Forward-looking companies, however, focus on deploying cutting-edge IT directly at the front lines for use by customer-facing employees as well as for direct access by customers. Information needed for monitoring and control is captured at the source and fed directly to back-office systems and EIS; it is detailed (every transaction is captured, making it possible to drill down to the level of individual customers) and timely so that it represents a rich source for analysis and enables the development of personalized offers for specific customers. In these companies, frontline employees are highly professional and competent.

Such technology deployments can provide companies with sustainable competitive advantage because empowering frontline employees with powerful information tools has a large and demonstrable impact on customer satisfaction and retention. Evidence marshaled by Frederick F. Reichheld in The Loyalty Effect: The Hidden Force Behind Growth, Profits, and Lasting Value (Harvard Business School Press, 1996) clearly demonstrates that retaining the right frontline employees contributes significantly to customer loyalty, which in turn leads to greater profitability. Process redesign, automation and the use of sophisticated frontline information systems can greatly raise frontline employee productivity while increasing customer satisfaction and thus retention.

Frontline Systems in Action

High-performance companies such as General Electric, Dell, Wal-Mart, Cisco, Ingram Micro and USAA have all invested heavily in frontline information systems (FIS).

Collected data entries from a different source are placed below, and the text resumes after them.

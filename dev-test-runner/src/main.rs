//! Runs the demo programs end to end. `RUST_LOG=debug` shows schema
//! discovery and omitted back references.
use std::sync::{Arc, Weak};

use anyhow::Context;
use chrono::NaiveDate;
use record_coder::{Coder, ConvertError, Tree, record};

record! {
    #[derive(Debug, Clone, PartialEq)]
    pub struct Person {
        pub name: String,
        pub age: i64,
        pub birthday: NaiveDate,
        pub friend: Option<Box<Person>> = None,
    }
}

record! {
    #[derive(Debug, Clone, PartialEq)]
    pub struct Data {
        pub a: String,
    }
}

record! {
    #[derive(Debug, Clone, PartialEq)]
    pub struct Test {
        pub string: String,
        pub digit: i64,
        pub li: Vec<i64>,
        pub data: Data,
        pub data_list: Vec<Data>,
    }
}

record! {
    #[derive(Debug)]
    pub struct Folder {
        pub name: String,
        pub parent: Weak<Folder>,
        pub children: Vec<Arc<Folder>>,
    }
}

fn person_coder() -> anyhow::Result<Coder<Person>> {
    let coder = Coder::<Person>::builder()
        .field_decoder::<Person, _, _>("birthday", |raw: &Tree| {
            raw.expect_str()?.parse::<NaiveDate>().map_err(ConvertError::new)
        })
        .text_encoder(|d: &NaiveDate| d.format("%Y-%m-%d").to_string())
        .build()?;
    Ok(coder)
}

fn run_quickstart() -> anyhow::Result<()> {
    let coder = person_coder()?;
    let data = r#"{"name": "High Time", "age": 30, "birthday": "1991-04-01"}"#;

    let person = coder.from_text(data).context("decoding quickstart person")?;
    println!("{person:?}");
    println!("{:?}", coder.to_tree(&person)?);
    println!("{}", coder.to_text(&person)?);
    Ok(())
}

fn run_self_nested() -> anyhow::Result<()> {
    let coder = person_coder()?;
    let data = r#"{"name": "High Time", "age": 26, "birthday": "1995-04-01", "friend": {"name": "All Cats", "age": 26, "birthday": "1995-04-12"}}"#;

    let person = coder.from_text(data).context("decoding nested person")?;
    println!("{person:?}");
    println!("{}", coder.to_text_pretty(&person)?);
    anyhow::ensure!(coder.from_text(&coder.to_text(&person)?)? == person, "round trip changed the value");
    log::info!("self-nested round trip preserved `{}`", person.name);
    Ok(())
}

fn run_collections() -> anyhow::Result<()> {
    let coder = Coder::<Test>::new()?;
    let test = Test {
        string: "asadsf".into(),
        digit: 234234,
        li: vec![1, 23, 234, 5, 4534, 653, 65],
        data: Data { a: "sfgdfg".into() },
        data_list: vec![Data { a: "aaaaaaaa".into() }, Data { a: "bbbbb".into() }],
    };

    let tree = coder.to_tree(&test)?;
    println!("{tree:?}");
    println!("{}", coder.to_text(&test)?);
    println!("{:?}", coder.from_tree(&tree)?);
    Ok(())
}

fn run_back_references() -> anyhow::Result<()> {
    let coder = Coder::<Folder>::new()?;
    let root = Arc::new_cyclic(|me: &Weak<Folder>| Folder {
        name: "/".into(),
        parent: Weak::new(),
        children: vec![Arc::new(Folder { name: "usr".into(), parent: me.clone(), children: vec![] })],
    });
    println!("{}", coder.to_text_pretty(&root)?);
    Ok(())
}

fn main() -> anyhow::Result<()> {
    env_logger::init();
    eprintln!("-- quickstart --");
    run_quickstart()?;
    eprintln!("-- self nested --");
    run_self_nested()?;
    eprintln!("-- collections --");
    run_collections()?;
    eprintln!("-- back references --");
    run_back_references()?;
    Ok(())
}
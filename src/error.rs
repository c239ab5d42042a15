//! Error kinds for every stage: schema build, encode, decode, text.
//!
//! Nothing in the crate recovers locally; each error carries enough context
//! (record and field name) to find the offending declaration or value.
use std::error::Error as StdError;
use std::fmt;

use thiserror::Error;

use crate::types::Wrapper;

// ------------------------------ Schema build ------------------------------ //

/// Why a single field declaration could not be resolved.
#[derive(Debug, Error)]
pub enum ResolveError {
    #[error("unknown type name `{0}`")]
    UnknownName(String),
    #[error("type name `{0}` is registered for more than one type")]
    AmbiguousName(String),
    #[error("`{wrapper}` with {arity} type parameters is not supported")]
    UnsupportedGeneric { wrapper: Wrapper, arity: usize },
    #[error("union of {arity} variants is not supported; only single-type optionals are")]
    UnsupportedUnion { arity: usize },
    #[error("`{wrapper}` expects exactly one type parameter, got {arity}")]
    Arity { wrapper: Wrapper, arity: usize },
    #[error("collection elements cannot themselves be collections (`{wrapper}` inside a collection)")]
    NestedCollection { wrapper: Wrapper },
}

#[derive(Debug, Error)]
pub enum SchemaBuildError {
    #[error("cannot resolve field `{record}.{field}`: {source}")]
    Field {
        record: &'static str,
        field: &'static str,
        #[source]
        source: ResolveError,
    },
    #[error("record `{record}` declares field `{field}` twice")]
    DuplicateField {
        record: &'static str,
        field: &'static str,
    },
}

// -------------------------------- Values ---------------------------------- //

/// Error raised by a scalar conversion: a user converter or a built-in
/// coercion.
#[derive(Debug)]
pub struct ConvertError(Box<dyn StdError + Send + Sync>);

impl ConvertError {
    pub fn new(error: impl Into<Box<dyn StdError + Send + Sync>>) -> Self {
        Self(error.into())
    }

    pub fn into_inner(self) -> Box<dyn StdError + Send + Sync> {
        self.0
    }
}

impl fmt::Display for ConvertError {
    fn fmt(&self, f: &mut fmt::Formatter<'_>) -> fmt::Result {
        fmt::Display::fmt(&self.0, f)
    }
}

impl StdError for ConvertError {
    fn source(&self) -> Option<&(dyn StdError + 'static)> {
        self.0.source()
    }
}

/// Failure while rebuilding a typed value from decoded parts.
#[derive(Debug, Error)]
pub enum ConstructError {
    #[error("missing field `{field}` of `{record}`")]
    MissingField {
        record: &'static str,
        field: &'static str,
    },
    #[error("expected {expected}, found {found}")]
    TypeMismatch {
        expected: &'static str,
        found: &'static str,
    },
    #[error("value {value} is out of range for {ty}")]
    OutOfRange { ty: &'static str, value: i128 },
    #[error("field `{field}`: {source}")]
    Field {
        field: &'static str,
        #[source]
        source: Box<ConstructError>,
    },
    #[error("{0}")]
    Custom(String),
}

impl ConstructError {
    pub fn mismatch(expected: &'static str, found: &'static str) -> Self {
        Self::TypeMismatch { expected, found }
    }

    pub(crate) fn in_field(self, field: &'static str) -> Self {
        Self::Field { field, source: Box::new(self) }
    }
}

// ------------------------------ Encode/Decode ----------------------------- //

#[derive(Debug, Error)]
pub enum EncodeError {
    #[error("record type `{0}` is not part of this schema")]
    UnknownRecord(&'static str),
    #[error("record `{record}` does not expose declared field `{field}`")]
    MissingField {
        record: &'static str,
        field: &'static str,
    },
    #[error("field `{record}.{field}`: expected {expected}, found {found}")]
    ShapeMismatch {
        record: &'static str,
        field: &'static str,
        expected: &'static str,
        found: &'static str,
    },
    #[error("field `{record}.{field}`: cannot convert element: {source}")]
    Conversion {
        record: &'static str,
        field: &'static str,
        #[source]
        source: ConvertError,
    },
}

#[derive(Debug, Error)]
pub enum DecodeError {
    #[error("record type `{0}` is not part of this schema")]
    UnknownRecord(&'static str),
    #[error("expected a map for record `{record}`, found {found}")]
    ExpectedMap {
        record: &'static str,
        found: &'static str,
    },
    #[error("field `{record}.{field}`: expected a sequence, found {found}")]
    ExpectedSeq {
        record: &'static str,
        field: &'static str,
        found: &'static str,
    },
    /// A resolved converter (field, type, or direct coercion) failed.
    #[error("field `{record}.{field}`: conversion failed: {source}")]
    Conversion {
        record: &'static str,
        field: &'static str,
        #[source]
        source: ConvertError,
    },
    #[error("cannot construct `{record}`: {source}")]
    Construct {
        record: &'static str,
        #[source]
        source: ConstructError,
    },
    #[error("decoded `{found}` where `{expected}` was requested")]
    RootMismatch {
        expected: &'static str,
        found: &'static str,
    },
}

// --------------------------------- Text ----------------------------------- //

#[derive(Debug, Error)]
pub enum TextFormatError {
    #[error("malformed input at {path}: {message}")]
    Syntax { path: String, message: String },
    #[error("no text encoder registered for scalar type `{0}`")]
    Unrenderable(&'static str),
    #[error("non-finite float {0} has no text form")]
    NonFiniteFloat(f64),
    #[error("text encoder for `{type_name}` failed: {source}")]
    Encoder {
        type_name: &'static str,
        #[source]
        source: ConvertError,
    },
    #[error(transparent)]
    Json(#[from] serde_json::Error),
}

/// Everything the text surfaces of [`Coder`](crate::Coder) can fail with.
#[derive(Debug, Error)]
pub enum CoderError {
    #[error(transparent)]
    Schema(#[from] SchemaBuildError),
    #[error(transparent)]
    Encode(#[from] EncodeError),
    #[error(transparent)]
    Decode(#[from] DecodeError),
    #[error(transparent)]
    Text(#[from] TextFormatError),
}
pub mod health;
pub use self::health::health;

pub mod user_register;
pub use self::user_register::register;

pub mod user_login;
pub use self::user_login::login;

mod error;
pub use self::error::{ApiError, ErrorBody};

mod utils;
pub(crate) use self::utils::password_digest;

// common types for the handlers
use axum::{Json, extract::rejection::JsonRejection};
use secrecy::{ExposeSecret, SecretString};
use serde::{Deserialize, Serialize};
use tracing::debug;
use utoipa::ToSchema;

/// Request body shared by register and login.
///
/// Fields are optional so a missing one can be reported by name instead of
/// failing deserialization as a whole.
#[derive(ToSchema, Deserialize, Debug)]
pub struct UserCredentials {
    #[schema(example = "a@x.com")]
    email: Option<String>,
    #[schema(value_type = Option<String>, example = "secret")]
    password: Option<SecretString>,
}

/// Validated credentials, both fields present and non-empty.
#[derive(Debug)]
pub struct Credentials {
    pub email: String,
    pub password: SecretString,
}

impl TryFrom<UserCredentials> for Credentials {
    type Error = ApiError;

    fn try_from(user: UserCredentials) -> Result<Self, Self::Error> {
        let email = user
            .email
            .filter(|email| !email.is_empty())
            .ok_or(ApiError::MissingField("email"))?;

        let password = user
            .password
            .filter(|password| !password.expose_secret().is_empty())
            .ok_or(ApiError::MissingField("password"))?;

        Ok(Self { email, password })
    }
}

/// Turn the raw JSON extraction into validated credentials.
///
/// # Errors
/// `InvalidPayload` when the body is not a JSON object of strings,
/// `MissingField` when `email` or `password` is absent or empty.
pub fn credentials(
    payload: Result<Json<UserCredentials>, JsonRejection>,
) -> Result<Credentials, ApiError> {
    match payload {
        Ok(Json(user)) => Credentials::try_from(user),
        Err(rejection) => {
            debug!("Rejected payload: {}", rejection.body_text());

            Err(ApiError::InvalidPayload)
        }
    }
}

#[derive(ToSchema, Serialize, Debug)]
pub struct Message {
    pub message: String,
}

impl Message {
    #[must_use]
    pub fn new(message: &str) -> Json<Self> {
        Json(Self {
            message: message.to_string(),
        })
    }
}
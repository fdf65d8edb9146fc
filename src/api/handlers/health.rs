use crate::{GIT_COMMIT_HASH, api::storage::Accounts};
use axum::{
    body::Body,
    extract::Extension,
    http::{HeaderMap, HeaderValue, Method, StatusCode},
    response::{IntoResponse, Json},
};
use serde::Serialize;
use tracing::{Instrument, debug, error, info_span};
use utoipa::ToSchema;

#[derive(ToSchema, Serialize, Debug)]
pub struct Health {
    commit: String,
    name: String,
    version: String,
    database: String,
}

#[utoipa::path(
    get,
    path= "/health",
    responses (
        (status = 200, description = "Database is healthy", body = Health),
        (status = 503, description = "Database is unhealthy", body = Health)
    ),
    tag= "health"
)]
// axum handler for health
pub async fn health(method: Method, accounts: Extension<Accounts>) -> impl IntoResponse {
    let ping_span = info_span!("db.ping", db.system = "sqlite", db.operation = "PING");
    let result = accounts.ping().instrument(ping_span).await.map_err(|e| {
        error!("Failed to ping database: {}", e);

        StatusCode::SERVICE_UNAVAILABLE
    });

    let health = Health {
        commit: GIT_COMMIT_HASH.to_string(),
        name: env!("CARGO_PKG_NAME").to_string(),
        version: env!("CARGO_PKG_VERSION").to_string(),
        database: if result.is_ok() {
            "ok".to_string()
        } else {
            "error".to_string()
        },
    };

    let body = if method == Method::GET {
        Json(&health).into_response()
    } else {
        Body::empty().into_response()
    };

    let short_hash = if health.commit.len() > 7 {
        &health.commit[0..7]
    } else {
        ""
    };

    let headers = format!("{}:{}:{}", health.name, health.version, short_hash)
        .parse::<HeaderValue>()
        .map(|x_app_header_value| {
            debug!("X-App header: {:?}", x_app_header_value);

            let mut headers = HeaderMap::new();

            headers.insert("X-App", x_app_header_value);

            headers
        })
        .map_err(|err| {
            error!("Failed to parse X-App header: {}", err);
        });

    // empty headers if X-App could not be built
    let headers = headers.unwrap_or_else(|()| HeaderMap::new());

    if result.is_ok() {
        debug!("Database connection is healthy");

        (StatusCode::OK, headers, body)
    } else {
        debug!("Database connection is unhealthy");

        (StatusCode::SERVICE_UNAVAILABLE, headers, body)
    }
}
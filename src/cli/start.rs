use crate::cli::{actions::Action, commands, dispatch, telemetry};
use anyhow::Result;

/// Map verbosity count to tracing level
const fn get_verbosity_level(verbosity: u8) -> Option<tracing::Level> {
    match verbosity {
        0 => None,
        1 => Some(tracing::Level::WARN),
        2 => Some(tracing::Level::INFO),
        3 => Some(tracing::Level::DEBUG),
        _ => Some(tracing::Level::TRACE),
    }
}

/// Main entry point for the CLI - builds and returns the Action
///
/// # Errors
///
/// Returns an error if argument parsing, telemetry initialization, or action dispatch fails
pub fn start() -> Result<Action> {
    // 1. Parse command-line arguments
    let matches = commands::new().get_matches();

    // 2. Extract verbosity level and mode
    let verbosity_level = get_verbosity_level(
        matches
            .get_one::<u8>(commands::logging::ARG_VERBOSITY)
            .copied()
            .unwrap_or(0),
    );
    let debug = matches.get_flag(commands::logging::ARG_DEBUG);

    // 3. Initialize telemetry
    telemetry::init(verbosity_level, debug)?;

    // 4. Dispatch to appropriate action
    let action = dispatch::handler(&matches)?;

    Ok(action)
}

Examples of aggressive-and successful-adopters of cutting-edge FIS include Federal Express (with its early use of wireless scanning devices and current leveraging of the Internet to provide customers with automated package tracking), Hertz (which automatically creates customised maps and uses wireless technology to process car returns) and Fidelity (which equips its best customers with specialized pagers that can be used to initiate trades and can let them know when stock prices rise or fall by a given amount).

Many frontline systems were designed primarily for processing customers efficiently. But progressive companies are starting to recognize the potential of FIS to serve as a powerful marketing tool. For example, customer-service employees with access to customer buying histories can be empowered to be more responsive to customers and to recommend complementary products to customers who call in for service.

A good FIS not only provides front-line employees with industrial strength tools to respond in real-time to customer needs, it also makes available the expertise of the entire company to the individual employees who serve customers. For instance, Andersen Consulting equips its consultants with a CD-ROM called the "Global Best Practices Knowledge Base," which contains best practice information on 170 business processes. Armed with this proprietary resource, Andersen consultants can quickly show potential clients how to improve many basic business processes.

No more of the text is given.